● **Your instructions**
Please find all lines in the data that hold the string "list" and copy them.

____ Data extracts

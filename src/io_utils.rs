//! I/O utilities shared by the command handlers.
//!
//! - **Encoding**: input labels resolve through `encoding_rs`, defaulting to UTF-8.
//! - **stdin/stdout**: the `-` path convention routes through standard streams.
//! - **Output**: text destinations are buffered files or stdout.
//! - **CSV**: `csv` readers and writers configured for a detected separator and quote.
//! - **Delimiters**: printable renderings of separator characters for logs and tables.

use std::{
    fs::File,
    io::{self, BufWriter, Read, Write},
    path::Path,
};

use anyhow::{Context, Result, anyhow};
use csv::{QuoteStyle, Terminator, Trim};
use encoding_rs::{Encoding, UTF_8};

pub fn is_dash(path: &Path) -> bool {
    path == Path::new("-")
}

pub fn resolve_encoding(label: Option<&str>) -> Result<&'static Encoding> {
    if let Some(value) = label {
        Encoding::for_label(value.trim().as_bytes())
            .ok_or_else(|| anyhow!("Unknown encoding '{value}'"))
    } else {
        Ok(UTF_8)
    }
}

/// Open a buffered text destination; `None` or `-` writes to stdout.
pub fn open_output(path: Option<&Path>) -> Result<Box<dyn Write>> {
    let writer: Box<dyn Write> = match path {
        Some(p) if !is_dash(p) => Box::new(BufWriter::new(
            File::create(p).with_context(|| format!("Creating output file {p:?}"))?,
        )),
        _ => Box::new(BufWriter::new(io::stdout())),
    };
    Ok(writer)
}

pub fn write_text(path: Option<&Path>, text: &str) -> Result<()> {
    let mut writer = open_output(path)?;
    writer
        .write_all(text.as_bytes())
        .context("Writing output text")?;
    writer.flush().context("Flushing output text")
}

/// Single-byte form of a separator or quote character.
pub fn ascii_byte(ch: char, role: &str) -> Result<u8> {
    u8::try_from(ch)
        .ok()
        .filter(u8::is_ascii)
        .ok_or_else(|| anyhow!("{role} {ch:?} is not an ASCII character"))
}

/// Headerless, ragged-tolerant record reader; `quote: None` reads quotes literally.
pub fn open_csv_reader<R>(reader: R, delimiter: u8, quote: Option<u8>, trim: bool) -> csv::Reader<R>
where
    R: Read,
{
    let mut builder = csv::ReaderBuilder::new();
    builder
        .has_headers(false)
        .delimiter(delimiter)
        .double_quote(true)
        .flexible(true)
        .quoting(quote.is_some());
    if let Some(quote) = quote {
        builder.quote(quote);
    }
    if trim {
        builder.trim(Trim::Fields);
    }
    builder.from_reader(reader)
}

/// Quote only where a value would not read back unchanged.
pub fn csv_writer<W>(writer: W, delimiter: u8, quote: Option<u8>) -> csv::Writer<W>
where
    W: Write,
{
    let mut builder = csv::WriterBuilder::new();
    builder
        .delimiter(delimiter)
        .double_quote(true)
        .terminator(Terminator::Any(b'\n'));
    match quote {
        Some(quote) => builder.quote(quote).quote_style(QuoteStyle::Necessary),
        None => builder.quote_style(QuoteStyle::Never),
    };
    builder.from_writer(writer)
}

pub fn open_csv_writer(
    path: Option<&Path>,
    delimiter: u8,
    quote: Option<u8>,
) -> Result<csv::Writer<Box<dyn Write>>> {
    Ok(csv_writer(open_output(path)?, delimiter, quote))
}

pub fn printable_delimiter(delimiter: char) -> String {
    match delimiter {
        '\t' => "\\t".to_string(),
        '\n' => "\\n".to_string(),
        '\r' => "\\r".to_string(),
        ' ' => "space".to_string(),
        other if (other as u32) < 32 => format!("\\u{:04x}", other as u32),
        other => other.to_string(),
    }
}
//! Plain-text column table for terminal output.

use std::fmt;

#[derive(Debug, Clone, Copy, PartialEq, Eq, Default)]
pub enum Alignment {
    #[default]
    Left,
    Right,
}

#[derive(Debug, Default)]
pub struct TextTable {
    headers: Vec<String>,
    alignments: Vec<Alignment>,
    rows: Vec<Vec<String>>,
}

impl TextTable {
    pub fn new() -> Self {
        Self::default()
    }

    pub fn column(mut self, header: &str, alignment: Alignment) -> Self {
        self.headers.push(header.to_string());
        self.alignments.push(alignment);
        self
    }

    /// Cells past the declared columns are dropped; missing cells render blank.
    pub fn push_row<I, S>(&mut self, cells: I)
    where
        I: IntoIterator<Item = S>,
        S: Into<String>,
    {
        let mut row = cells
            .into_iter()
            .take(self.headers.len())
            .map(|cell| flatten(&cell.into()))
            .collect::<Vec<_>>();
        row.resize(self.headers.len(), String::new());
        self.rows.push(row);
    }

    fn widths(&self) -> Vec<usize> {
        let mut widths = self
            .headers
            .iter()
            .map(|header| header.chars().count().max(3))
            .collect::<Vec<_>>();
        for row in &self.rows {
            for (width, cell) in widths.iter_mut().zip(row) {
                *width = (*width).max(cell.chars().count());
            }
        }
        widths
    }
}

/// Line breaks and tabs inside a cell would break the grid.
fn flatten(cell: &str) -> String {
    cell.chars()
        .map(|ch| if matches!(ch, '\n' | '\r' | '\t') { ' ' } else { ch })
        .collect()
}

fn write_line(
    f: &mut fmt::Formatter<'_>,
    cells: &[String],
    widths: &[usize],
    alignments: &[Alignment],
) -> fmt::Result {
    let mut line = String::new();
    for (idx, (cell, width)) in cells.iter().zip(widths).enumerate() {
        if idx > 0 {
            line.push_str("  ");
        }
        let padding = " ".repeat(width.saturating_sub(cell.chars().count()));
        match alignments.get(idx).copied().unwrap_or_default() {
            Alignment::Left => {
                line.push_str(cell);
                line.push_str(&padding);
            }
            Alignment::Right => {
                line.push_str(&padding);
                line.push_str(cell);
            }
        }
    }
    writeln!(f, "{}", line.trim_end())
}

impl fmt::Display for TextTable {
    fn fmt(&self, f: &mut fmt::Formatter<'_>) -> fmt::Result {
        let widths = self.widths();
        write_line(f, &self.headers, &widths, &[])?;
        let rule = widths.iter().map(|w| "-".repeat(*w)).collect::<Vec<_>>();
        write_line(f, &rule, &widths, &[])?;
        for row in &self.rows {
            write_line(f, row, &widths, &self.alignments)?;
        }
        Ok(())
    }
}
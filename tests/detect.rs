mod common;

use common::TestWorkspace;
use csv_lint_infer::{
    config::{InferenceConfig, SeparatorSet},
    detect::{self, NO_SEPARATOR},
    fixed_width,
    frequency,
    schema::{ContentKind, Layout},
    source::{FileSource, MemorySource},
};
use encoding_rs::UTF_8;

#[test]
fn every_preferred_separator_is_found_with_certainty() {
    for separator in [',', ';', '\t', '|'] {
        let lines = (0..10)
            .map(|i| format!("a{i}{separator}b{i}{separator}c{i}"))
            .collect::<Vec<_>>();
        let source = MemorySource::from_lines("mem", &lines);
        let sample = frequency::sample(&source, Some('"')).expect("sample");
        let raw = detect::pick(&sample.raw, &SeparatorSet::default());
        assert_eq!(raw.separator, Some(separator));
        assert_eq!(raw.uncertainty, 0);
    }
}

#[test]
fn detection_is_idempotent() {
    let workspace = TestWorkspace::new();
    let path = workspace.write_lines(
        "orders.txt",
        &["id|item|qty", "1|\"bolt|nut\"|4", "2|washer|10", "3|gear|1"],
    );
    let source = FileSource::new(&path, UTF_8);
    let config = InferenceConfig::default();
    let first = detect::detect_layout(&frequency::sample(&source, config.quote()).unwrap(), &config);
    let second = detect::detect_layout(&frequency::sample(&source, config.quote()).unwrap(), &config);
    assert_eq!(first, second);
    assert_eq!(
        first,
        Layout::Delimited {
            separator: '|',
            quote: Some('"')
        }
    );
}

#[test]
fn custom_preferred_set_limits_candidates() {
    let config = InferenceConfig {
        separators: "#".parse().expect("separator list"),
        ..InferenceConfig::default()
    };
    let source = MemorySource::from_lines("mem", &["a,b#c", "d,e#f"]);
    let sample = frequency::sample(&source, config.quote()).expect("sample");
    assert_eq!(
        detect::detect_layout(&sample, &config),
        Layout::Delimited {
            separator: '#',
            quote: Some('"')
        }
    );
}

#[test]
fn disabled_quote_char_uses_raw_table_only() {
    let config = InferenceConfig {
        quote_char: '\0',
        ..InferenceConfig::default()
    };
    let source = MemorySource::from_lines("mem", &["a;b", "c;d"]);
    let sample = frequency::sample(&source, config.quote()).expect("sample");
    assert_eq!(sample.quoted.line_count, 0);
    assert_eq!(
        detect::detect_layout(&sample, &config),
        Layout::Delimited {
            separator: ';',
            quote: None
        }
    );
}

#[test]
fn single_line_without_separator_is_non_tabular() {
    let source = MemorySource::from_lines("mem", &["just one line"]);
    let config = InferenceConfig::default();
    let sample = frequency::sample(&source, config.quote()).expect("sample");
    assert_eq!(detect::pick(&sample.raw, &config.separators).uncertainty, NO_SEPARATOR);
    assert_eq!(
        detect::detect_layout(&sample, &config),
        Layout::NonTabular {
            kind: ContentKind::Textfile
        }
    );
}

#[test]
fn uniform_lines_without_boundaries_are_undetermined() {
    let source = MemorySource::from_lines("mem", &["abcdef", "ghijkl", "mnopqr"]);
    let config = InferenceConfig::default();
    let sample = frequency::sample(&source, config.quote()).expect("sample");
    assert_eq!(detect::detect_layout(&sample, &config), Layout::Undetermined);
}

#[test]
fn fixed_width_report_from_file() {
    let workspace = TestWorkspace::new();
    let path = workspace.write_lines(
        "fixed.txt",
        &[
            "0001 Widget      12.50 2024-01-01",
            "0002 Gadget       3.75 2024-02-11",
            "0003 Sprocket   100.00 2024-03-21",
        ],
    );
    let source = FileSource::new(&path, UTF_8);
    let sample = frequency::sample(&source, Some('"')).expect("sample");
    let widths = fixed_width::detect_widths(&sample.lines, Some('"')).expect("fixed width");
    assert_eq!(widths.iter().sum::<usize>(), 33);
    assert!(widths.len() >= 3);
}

________
____ Data extracts

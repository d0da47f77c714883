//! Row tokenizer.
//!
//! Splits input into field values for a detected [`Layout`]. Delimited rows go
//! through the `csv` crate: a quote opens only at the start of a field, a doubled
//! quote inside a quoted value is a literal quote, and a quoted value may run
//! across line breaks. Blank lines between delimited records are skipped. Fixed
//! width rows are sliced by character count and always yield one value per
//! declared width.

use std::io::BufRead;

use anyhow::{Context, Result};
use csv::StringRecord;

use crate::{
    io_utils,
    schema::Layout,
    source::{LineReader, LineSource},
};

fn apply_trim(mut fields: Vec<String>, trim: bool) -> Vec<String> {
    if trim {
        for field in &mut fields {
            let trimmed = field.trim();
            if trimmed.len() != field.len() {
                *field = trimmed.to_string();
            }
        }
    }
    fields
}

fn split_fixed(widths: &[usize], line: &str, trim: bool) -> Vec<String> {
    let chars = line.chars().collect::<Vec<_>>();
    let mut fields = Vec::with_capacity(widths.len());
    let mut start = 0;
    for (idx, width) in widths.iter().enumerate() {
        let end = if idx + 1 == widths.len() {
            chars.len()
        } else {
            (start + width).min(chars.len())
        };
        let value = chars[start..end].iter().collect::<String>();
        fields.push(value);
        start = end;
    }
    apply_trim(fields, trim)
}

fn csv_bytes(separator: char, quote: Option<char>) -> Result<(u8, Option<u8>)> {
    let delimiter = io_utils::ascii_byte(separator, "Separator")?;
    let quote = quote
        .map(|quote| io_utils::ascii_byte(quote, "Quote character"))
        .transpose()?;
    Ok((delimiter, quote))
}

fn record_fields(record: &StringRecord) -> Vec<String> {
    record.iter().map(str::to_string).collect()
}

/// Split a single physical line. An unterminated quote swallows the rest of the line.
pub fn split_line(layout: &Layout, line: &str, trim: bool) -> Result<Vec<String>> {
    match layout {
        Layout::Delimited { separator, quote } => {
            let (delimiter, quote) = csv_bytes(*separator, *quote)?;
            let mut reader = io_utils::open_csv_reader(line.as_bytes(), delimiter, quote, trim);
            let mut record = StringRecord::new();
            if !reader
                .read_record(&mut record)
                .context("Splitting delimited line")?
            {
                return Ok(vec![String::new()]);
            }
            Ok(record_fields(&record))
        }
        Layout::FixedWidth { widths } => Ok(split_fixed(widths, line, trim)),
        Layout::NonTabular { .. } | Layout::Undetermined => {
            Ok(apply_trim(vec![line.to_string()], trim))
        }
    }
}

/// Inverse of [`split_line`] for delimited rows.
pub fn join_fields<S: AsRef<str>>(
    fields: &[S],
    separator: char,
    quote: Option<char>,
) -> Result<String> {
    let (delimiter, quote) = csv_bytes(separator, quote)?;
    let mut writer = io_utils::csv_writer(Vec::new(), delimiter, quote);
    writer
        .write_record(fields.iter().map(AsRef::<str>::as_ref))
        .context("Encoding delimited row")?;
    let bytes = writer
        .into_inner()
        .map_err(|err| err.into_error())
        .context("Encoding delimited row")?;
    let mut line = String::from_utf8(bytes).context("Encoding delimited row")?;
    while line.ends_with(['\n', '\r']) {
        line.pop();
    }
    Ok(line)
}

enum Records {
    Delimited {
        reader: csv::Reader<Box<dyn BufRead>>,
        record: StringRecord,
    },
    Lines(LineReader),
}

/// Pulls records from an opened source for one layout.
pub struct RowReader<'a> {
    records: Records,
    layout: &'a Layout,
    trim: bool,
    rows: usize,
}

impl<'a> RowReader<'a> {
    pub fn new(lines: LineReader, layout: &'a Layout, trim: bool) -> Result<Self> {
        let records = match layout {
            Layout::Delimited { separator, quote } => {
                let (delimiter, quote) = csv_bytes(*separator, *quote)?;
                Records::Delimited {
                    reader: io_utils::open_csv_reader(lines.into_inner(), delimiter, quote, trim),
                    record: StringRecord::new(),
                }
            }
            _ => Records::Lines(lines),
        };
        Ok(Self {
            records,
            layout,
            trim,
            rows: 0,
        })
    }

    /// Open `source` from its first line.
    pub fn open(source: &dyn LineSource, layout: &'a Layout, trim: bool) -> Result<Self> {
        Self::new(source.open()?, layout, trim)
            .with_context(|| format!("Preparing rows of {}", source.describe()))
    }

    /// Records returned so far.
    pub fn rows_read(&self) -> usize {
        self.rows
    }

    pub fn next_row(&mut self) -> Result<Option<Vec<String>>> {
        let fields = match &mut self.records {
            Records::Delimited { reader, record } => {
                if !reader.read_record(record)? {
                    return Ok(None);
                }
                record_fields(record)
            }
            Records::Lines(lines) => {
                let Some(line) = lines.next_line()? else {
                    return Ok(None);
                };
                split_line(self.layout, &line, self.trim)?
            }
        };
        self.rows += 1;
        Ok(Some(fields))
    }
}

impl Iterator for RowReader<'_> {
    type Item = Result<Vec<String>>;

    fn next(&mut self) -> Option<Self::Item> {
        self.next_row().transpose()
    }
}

________
____ Data extracts

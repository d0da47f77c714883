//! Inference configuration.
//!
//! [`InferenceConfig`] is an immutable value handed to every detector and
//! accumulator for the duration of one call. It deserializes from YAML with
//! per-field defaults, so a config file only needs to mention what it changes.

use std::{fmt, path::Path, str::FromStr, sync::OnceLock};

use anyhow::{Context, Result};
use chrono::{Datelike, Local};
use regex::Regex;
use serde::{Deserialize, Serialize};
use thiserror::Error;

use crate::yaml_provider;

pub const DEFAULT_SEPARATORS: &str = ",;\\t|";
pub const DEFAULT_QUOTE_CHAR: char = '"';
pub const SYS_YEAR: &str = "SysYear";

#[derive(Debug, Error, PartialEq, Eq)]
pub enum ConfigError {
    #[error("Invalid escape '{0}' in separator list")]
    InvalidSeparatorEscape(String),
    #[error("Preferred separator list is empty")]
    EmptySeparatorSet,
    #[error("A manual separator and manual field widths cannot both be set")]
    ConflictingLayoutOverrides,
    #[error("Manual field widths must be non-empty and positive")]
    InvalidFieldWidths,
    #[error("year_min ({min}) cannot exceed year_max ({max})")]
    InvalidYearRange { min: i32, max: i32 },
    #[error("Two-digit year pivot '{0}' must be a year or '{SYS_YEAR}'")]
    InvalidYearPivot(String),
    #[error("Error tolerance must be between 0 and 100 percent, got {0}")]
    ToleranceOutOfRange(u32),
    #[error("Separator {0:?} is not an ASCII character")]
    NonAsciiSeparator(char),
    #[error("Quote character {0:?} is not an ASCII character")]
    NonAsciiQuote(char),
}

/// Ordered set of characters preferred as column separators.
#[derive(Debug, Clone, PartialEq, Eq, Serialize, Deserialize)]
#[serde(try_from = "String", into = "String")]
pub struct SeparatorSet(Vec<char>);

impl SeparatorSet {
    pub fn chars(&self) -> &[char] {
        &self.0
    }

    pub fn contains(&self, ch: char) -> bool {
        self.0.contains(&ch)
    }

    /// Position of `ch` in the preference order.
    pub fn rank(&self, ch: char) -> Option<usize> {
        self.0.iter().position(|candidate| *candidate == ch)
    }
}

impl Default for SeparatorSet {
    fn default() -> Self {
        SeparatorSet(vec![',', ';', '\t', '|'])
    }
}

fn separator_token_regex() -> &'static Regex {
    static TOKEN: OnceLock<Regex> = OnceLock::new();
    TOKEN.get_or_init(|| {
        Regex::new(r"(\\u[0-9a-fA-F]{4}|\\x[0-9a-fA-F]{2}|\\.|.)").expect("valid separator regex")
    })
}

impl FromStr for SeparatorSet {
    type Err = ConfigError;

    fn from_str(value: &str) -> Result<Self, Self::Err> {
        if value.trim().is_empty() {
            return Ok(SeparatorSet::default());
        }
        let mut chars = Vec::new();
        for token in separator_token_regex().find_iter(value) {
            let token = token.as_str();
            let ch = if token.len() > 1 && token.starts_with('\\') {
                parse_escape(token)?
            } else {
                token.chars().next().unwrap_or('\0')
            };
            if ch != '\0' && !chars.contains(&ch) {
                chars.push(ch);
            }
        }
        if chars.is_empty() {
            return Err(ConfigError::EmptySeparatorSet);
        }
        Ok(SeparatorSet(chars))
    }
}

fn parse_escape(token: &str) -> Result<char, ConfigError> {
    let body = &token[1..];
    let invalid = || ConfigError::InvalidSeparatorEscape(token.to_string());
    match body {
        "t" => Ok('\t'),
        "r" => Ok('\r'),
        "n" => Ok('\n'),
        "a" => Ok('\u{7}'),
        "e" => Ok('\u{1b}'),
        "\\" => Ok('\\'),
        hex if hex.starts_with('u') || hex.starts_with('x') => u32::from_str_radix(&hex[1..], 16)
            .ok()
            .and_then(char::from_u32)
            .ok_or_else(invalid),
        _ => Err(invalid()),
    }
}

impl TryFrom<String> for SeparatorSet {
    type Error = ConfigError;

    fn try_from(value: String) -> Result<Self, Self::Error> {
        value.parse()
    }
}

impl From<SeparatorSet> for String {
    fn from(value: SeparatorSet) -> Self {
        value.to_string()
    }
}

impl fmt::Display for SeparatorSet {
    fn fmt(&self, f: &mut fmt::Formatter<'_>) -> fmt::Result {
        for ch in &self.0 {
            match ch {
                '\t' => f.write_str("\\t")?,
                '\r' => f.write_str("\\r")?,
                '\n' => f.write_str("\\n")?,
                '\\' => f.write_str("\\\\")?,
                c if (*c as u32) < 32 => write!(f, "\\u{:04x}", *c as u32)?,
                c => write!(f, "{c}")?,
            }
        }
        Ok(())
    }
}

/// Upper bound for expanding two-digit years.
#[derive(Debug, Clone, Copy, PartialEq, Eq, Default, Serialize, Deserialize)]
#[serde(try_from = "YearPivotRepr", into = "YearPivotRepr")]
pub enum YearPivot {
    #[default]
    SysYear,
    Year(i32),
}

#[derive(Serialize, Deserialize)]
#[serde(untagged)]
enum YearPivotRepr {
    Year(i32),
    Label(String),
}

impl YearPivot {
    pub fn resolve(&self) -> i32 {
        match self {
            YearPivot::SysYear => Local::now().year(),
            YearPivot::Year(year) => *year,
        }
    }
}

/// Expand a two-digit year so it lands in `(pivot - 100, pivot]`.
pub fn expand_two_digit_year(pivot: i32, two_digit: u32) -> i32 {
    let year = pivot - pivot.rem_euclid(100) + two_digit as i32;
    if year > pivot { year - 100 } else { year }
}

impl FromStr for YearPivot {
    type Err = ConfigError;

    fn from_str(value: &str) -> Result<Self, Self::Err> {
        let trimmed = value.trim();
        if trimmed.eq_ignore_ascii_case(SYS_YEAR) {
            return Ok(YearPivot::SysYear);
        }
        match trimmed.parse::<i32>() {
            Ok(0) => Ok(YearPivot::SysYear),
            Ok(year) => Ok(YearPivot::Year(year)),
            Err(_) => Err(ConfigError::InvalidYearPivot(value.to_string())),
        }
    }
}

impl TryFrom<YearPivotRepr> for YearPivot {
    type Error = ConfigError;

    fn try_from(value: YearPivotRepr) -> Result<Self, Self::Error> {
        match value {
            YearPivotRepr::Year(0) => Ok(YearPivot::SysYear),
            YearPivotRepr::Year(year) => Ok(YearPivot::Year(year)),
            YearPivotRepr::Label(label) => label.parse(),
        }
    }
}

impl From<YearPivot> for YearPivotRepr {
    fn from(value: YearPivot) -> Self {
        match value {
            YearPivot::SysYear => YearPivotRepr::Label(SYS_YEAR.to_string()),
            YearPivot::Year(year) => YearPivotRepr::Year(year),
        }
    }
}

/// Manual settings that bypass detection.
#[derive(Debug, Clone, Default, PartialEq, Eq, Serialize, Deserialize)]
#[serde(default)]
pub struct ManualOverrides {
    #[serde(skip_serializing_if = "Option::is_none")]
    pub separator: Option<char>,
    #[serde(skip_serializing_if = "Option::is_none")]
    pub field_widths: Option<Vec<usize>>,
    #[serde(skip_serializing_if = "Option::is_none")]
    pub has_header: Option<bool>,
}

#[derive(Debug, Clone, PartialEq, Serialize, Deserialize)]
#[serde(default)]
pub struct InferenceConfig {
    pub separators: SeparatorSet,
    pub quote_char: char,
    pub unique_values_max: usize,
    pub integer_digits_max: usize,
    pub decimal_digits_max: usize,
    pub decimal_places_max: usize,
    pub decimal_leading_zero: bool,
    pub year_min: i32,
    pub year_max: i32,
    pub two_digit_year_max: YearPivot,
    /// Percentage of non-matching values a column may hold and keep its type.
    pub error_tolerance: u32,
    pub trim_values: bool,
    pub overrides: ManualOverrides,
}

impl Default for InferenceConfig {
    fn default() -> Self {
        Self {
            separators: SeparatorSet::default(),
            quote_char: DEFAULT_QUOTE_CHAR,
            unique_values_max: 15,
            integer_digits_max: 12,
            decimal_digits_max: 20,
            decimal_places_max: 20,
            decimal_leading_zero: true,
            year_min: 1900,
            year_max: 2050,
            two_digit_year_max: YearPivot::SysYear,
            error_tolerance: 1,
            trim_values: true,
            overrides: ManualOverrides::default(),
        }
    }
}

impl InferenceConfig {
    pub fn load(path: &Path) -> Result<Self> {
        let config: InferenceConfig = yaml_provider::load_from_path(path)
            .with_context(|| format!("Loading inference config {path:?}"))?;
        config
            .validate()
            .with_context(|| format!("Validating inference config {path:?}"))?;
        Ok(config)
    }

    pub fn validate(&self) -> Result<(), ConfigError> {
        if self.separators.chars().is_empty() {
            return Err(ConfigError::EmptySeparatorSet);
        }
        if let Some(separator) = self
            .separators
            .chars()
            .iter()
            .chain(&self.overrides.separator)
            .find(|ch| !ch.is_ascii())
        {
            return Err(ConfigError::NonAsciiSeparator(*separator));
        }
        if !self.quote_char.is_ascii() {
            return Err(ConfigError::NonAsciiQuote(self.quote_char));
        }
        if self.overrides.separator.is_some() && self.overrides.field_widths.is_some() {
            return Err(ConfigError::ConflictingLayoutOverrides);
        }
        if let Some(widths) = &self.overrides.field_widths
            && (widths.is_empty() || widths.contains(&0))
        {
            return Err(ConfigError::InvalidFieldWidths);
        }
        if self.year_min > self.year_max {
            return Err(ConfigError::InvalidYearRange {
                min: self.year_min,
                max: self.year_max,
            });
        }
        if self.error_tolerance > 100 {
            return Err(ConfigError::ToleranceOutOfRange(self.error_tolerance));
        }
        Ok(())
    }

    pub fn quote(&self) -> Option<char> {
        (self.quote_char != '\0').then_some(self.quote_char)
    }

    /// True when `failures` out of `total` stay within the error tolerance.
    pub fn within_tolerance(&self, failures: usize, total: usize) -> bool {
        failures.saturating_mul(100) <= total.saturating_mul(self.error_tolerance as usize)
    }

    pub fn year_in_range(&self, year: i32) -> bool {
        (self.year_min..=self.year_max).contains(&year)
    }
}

________

● **Reply to the exercise**
        separators: "#".parse().expect("separator list"),
    #[error("Invalid escape '{0}' in separator list")]
    #[error("Preferred separator list is empty")]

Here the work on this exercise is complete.